American academic leader (1924–2014)

James McNaughton Hester (April 19, 1924 – December 31, 2014) was an internationally recognized educator.

Hester was born in Chester, Pennsylvania. He spent his boyhood at various stations to which his father, a United States Navy Chaplain, was assigned, including Hawaii and Samoa. In 1942, he graduated from Woodrow Wilson High School in Long Beach, California. After joining the United States Marine Corps' officer candidate program, he was trained to be a Japanese-language officer. He subsequently served in Japan in a civilian capacity as the civil information and education officer on the Fukuoka Military Government Team.

==Academic career==
Hester began his academic career at Princeton University, where he excelled in the humanities, election to Phi Beta Kappa, and earned an A.B. degree. He won honors in the humanities, election to Phi Beta Kappa, and was awarded an A.B. degree in 1945. As a Rhodes Scholar, he crossed the Atlantic to Pembroke College, Oxford, earning a bachelor's degree Philosophy, Politics and Economics in 1947. Hester received a D.Phil. in 1955 from Oxford University.

Upon his return to the United States in 1950, he became assistant to the American Secretary to the Rhodes Trustees.

==Military career==
Recalled to active duty with the Marines in 1951, Hester served seventeen months as a battalion adjutant and instructor at Marine Corps Base Quantico, Quantico, Virginia. After leaving the services, he spent several months at the National Archives in Washington, D.C., doing research for his doctoral thesis. He received the D. Phil. degree from Oxford University in 1955.

==University leadership==
After three years of business experience in management consultation and consumer research, Hester returned to academic life. In 1957, he became provost (administrative and academic head) of the Brooklyn Center of Long Island University in New York City and subsequently Vice President of Long Island University. In 1960, he became Dean of both undergraduate and graduate schools of arts and science at New York University. He became 11th President of New York University in 1962, at the age of 37. The University awarded him an honorary degree (L.H.D.) in 1977.

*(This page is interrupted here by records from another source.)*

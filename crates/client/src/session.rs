//! Authenticated session state.
//!
//! The [`SessionHolder`] owns the current [`Principal`], persists the
//! credential and identity between runs, and broadcasts changes to
//! subscribers together with the derived authenticated flag. Persisted
//! state is adopted verbatim at startup; validation is delegated to the
//! backend, which rejects stale credentials at request time.

use digital_cafe_core::{AuthToken, Email, Role, UserId};
use serde::{Deserialize, Serialize};
use tracing::{debug, warn};

use crate::storage::{SharedStore, StoreError, keys};
use crate::subscription::{Subscribers, SubscriptionId};

/// The authenticated identity driving access decisions.
///
/// Invariant: a present principal always carries a non-empty token
/// (enforced by [`AuthToken`] at construction and re-checked when
/// rehydrating persisted records).
#[derive(Debug, Clone, PartialEq, Serialize, Deserialize)]
#[serde(rename_all = "camelCase")]
pub struct Principal {
    /// Backend user id.
    pub id: UserId,
    /// Username shown in the header.
    pub display_name: String,
    /// Account email.
    pub email: Email,
    /// Role driving access decisions.
    pub role: Role,
    /// Whether the account email has been verified.
    pub email_verified: bool,
    /// Whether the profile wizard has been completed.
    pub profile_completed: bool,
    /// Bearer credential attached to authenticated requests.
    pub token: AuthToken,
}

/// Outcome of reading the persisted session at startup.
#[derive(Debug, Clone, Copy, PartialEq, Eq)]
pub enum SessionRehydration {
    /// No persisted session existed.
    LoggedOut,
    /// Token and principal were both present and adopted verbatim.
    Restored,
    /// The persisted record was malformed or incomplete; it was removed
    /// and the session starts unauthenticated. Silent by design.
    Recovered,
}

/// State delivered to session observers whenever the principal changes.
#[derive(Debug, Clone)]
pub struct SessionUpdate {
    /// The current principal, if logged in.
    pub principal: Option<Principal>,
    /// Derived login flag (`principal.is_some()`).
    pub authenticated: bool,
}

/// Owner of the authenticated principal.
pub struct SessionHolder {
    store: SharedStore,
    principal: Option<Principal>,
    subscribers: Subscribers<SessionUpdate>,
}

impl SessionHolder {
    /// Rehydrate the session from durable storage.
    ///
    /// Both the token and the serialized principal must be present and
    /// parseable, and the token inside the principal must be non-empty.
    /// Anything less is treated as logged out: the corrupt records are
    /// removed without surfacing an error.
    #[must_use]
    pub fn load(store: SharedStore) -> (Self, SessionRehydration) {
        let (principal, outcome) = match read_persisted(&store) {
            Ok(Some(principal)) => {
                debug!(user = %principal.id, role = %principal.role, "session restored");
                (Some(principal), SessionRehydration::Restored)
            }
            Ok(None) => (None, SessionRehydration::LoggedOut),
            Err(reason) => {
                warn!(reason, "persisted session unusable, logging out");
                discard_persisted_session(&store);
                (None, SessionRehydration::Recovered)
            }
        };

        (
            Self {
                store,
                principal,
                subscribers: Subscribers::new(),
            },
            outcome,
        )
    }

    /// Replace the current principal, persisting credential and identity.
    ///
    /// # Errors
    ///
    /// Returns [`StoreError`] if persistence fails; the in-memory session
    /// is left unchanged and nothing is published.
    pub fn set_principal(&mut self, principal: Principal) -> Result<(), StoreError> {
        let serialized = serde_json::to_vec(&principal)?;
        {
            let mut store = self.store.borrow_mut();
            store.set(keys::AUTH_TOKEN, principal.token.expose().as_bytes())?;
            store.set(keys::CURRENT_USER, &serialized)?;
        }
        self.principal = Some(principal);
        self.publish();
        Ok(())
    }

    /// Log out: remove persisted credential and identity, publish an
    /// unauthenticated state.
    ///
    /// # Errors
    ///
    /// Returns [`StoreError`] if the persisted records cannot be removed.
    pub fn clear(&mut self) -> Result<(), StoreError> {
        {
            let mut store = self.store.borrow_mut();
            store.delete(keys::AUTH_TOKEN)?;
            store.delete(keys::CURRENT_USER)?;
        }
        self.principal = None;
        self.publish();
        Ok(())
    }

    /// The current principal, if logged in.
    #[must_use]
    pub fn current(&self) -> Option<&Principal> {
        self.principal.as_ref()
    }

    /// Derived login flag.
    #[must_use]
    pub fn is_authenticated(&self) -> bool {
        self.principal.is_some()
    }

    /// The bearer credential of the current principal, if any.
    #[must_use]
    pub fn token(&self) -> Option<&AuthToken> {
        self.principal.as_ref().map(|p| &p.token)
    }

    /// Register an observer. It immediately receives the current state,
    /// then every subsequent change of principal or login flag.
    pub fn subscribe(
        &mut self,
        mut observer: impl FnMut(&SessionUpdate) + 'static,
    ) -> SubscriptionId {
        let current = self.current_update();
        observer(&current);
        self.subscribers.subscribe(observer)
    }

    /// Remove a previously registered observer.
    pub fn unsubscribe(&mut self, id: SubscriptionId) -> bool {
        self.subscribers.unsubscribe(id)
    }

    fn publish(&mut self) {
        let update = self.current_update();
        self.subscribers.publish(&update);
    }

    fn current_update(&self) -> SessionUpdate {
        SessionUpdate {
            principal: self.principal.clone(),
            authenticated: self.principal.is_some(),
        }
    }
}

impl std::fmt::Debug for SessionHolder {
    fn fmt(&self, f: &mut std::fmt::Formatter<'_>) -> std::fmt::Result {
        f.debug_struct("SessionHolder")
            .field("principal", &self.principal)
            .field("subscribers", &self.subscribers)
            .finish_non_exhaustive()
    }
}

/// Read the persisted session, distinguishing "absent" from "corrupt".
fn read_persisted(store: &SharedStore) -> Result<Option<Principal>, &'static str> {
    let store = store.borrow();
    let token = store.get(keys::AUTH_TOKEN).map_err(|_| "token unreadable")?;
    let user = store.get(keys::CURRENT_USER).map_err(|_| "user unreadable")?;

    match (token, user) {
        (None, None) => Ok(None),
        (Some(token), Some(user)) => {
            if token.is_empty() {
                return Err("empty token");
            }
            let principal: Principal =
                serde_json::from_slice(&user).map_err(|_| "principal malformed")?;
            if principal.token.expose().is_empty() {
                return Err("principal missing token");
            }
            Ok(Some(principal))
        }
        // one half missing means a torn write; treat as corrupt
        _ => Err("partial session record"),
    }
}

fn discard_persisted_session(store: &SharedStore) {
    let mut store = store.borrow_mut();
    if let Err(err) = store.delete(keys::AUTH_TOKEN) {
        warn!(error = %err, "failed to remove stale auth token");
    }
    if let Err(err) = store.delete(keys::CURRENT_USER) {
        warn!(error = %err, "failed to remove stale principal");
    }
}

#[cfg(test)]
#[allow(clippy::unwrap_used)]
mod tests {
    use super::*;
    use crate::storage::{MemoryStore, PersistentStore, shared};
    use std::cell::RefCell;
    use std::rc::Rc;

    fn customer() -> Principal {
        Principal {
            id: UserId::new(7),
            display_name: "asha".to_owned(),
            email: Email::parse("asha@example.com").unwrap(),
            role: Role::Customer,
            email_verified: true,
            profile_completed: false,
            token: AuthToken::parse("tok-7").unwrap(),
        }
    }

    #[test]
    fn test_starts_logged_out() {
        let (session, outcome) = SessionHolder::load(shared(MemoryStore::new()));
        assert_eq!(outcome, SessionRehydration::LoggedOut);
        assert!(!session.is_authenticated());
        assert!(session.current().is_none());
    }

    #[test]
    fn test_set_principal_persists_both_keys() {
        let store = shared(MemoryStore::new());
        let (mut session, _) = SessionHolder::load(Rc::clone(&store));
        session.set_principal(customer()).unwrap();

        assert!(session.is_authenticated());
        assert_eq!(
            store.borrow().get(keys::AUTH_TOKEN).unwrap().as_deref(),
            Some(&b"tok-7"[..])
        );
        assert!(store.borrow().get(keys::CURRENT_USER).unwrap().is_some());
    }

    #[test]
    fn test_rehydration_adopts_persisted_session() {
        let store = shared(MemoryStore::new());
        {
            let (mut session, _) = SessionHolder::load(Rc::clone(&store));
            session.set_principal(customer()).unwrap();
        }

        let (session, outcome) = SessionHolder::load(store);
        assert_eq!(outcome, SessionRehydration::Restored);
        assert_eq!(session.current(), Some(&customer()));
    }

    #[test]
    fn test_rehydration_with_corrupt_principal_recovers() {
        let store = shared(MemoryStore::new());
        store.borrow_mut().set(keys::AUTH_TOKEN, b"tok").unwrap();
        store
            .borrow_mut()
            .set(keys::CURRENT_USER, b"not-json")
            .unwrap();

        let (session, outcome) = SessionHolder::load(Rc::clone(&store));
        assert_eq!(outcome, SessionRehydration::Recovered);
        assert!(!session.is_authenticated());
        // both records were cleaned up
        assert!(store.borrow().get(keys::AUTH_TOKEN).unwrap().is_none());
        assert!(store.borrow().get(keys::CURRENT_USER).unwrap().is_none());
    }

    #[test]
    fn test_rehydration_with_token_but_no_user_recovers() {
        let store = shared(MemoryStore::new());
        store.borrow_mut().set(keys::AUTH_TOKEN, b"tok").unwrap();

        let (_, outcome) = SessionHolder::load(store);
        assert_eq!(outcome, SessionRehydration::Recovered);
    }

    #[test]
    fn test_clear_removes_persisted_records_and_publishes() {
        let store = shared(MemoryStore::new());
        let (mut session, _) = SessionHolder::load(Rc::clone(&store));
        session.set_principal(customer()).unwrap();

        let flags: Rc<RefCell<Vec<bool>>> = Rc::new(RefCell::new(Vec::new()));
        {
            let flags = Rc::clone(&flags);
            session.subscribe(move |update| flags.borrow_mut().push(update.authenticated));
        }

        session.clear().unwrap();
        assert_eq!(*flags.borrow(), vec![true, false]);
        assert!(store.borrow().get(keys::AUTH_TOKEN).unwrap().is_none());
    }

    #[test]
    fn test_subscriber_receives_principal_changes() {
        let (mut session, _) = SessionHolder::load(shared(MemoryStore::new()));
        let names: Rc<RefCell<Vec<Option<String>>>> = Rc::new(RefCell::new(Vec::new()));
        {
            let names = Rc::clone(&names);
            session.subscribe(move |update| {
                names
                    .borrow_mut()
                    .push(update.principal.as_ref().map(|p| p.display_name.clone()));
            });
        }

        session.set_principal(customer()).unwrap();
        assert_eq!(*names.borrow(), vec![None, Some("asha".to_owned())]);
    }
}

Hester was appointed first Rector of the United Nations University in November 1974 by United Nations Secretary General Kurt Waldheim after a worldwide search. He commenced full-time duty as Rector at the University's headquarters in Tokyo in September 1975.

Hester served as chairman of the President's Task Force on Priorities in Higher Education in the United States (1969). He was also president and a member of the executive committee of the Association of Colleges and Universities of the State of New York, and was president and member of the board of trustees of its Commission on Independent Colleges.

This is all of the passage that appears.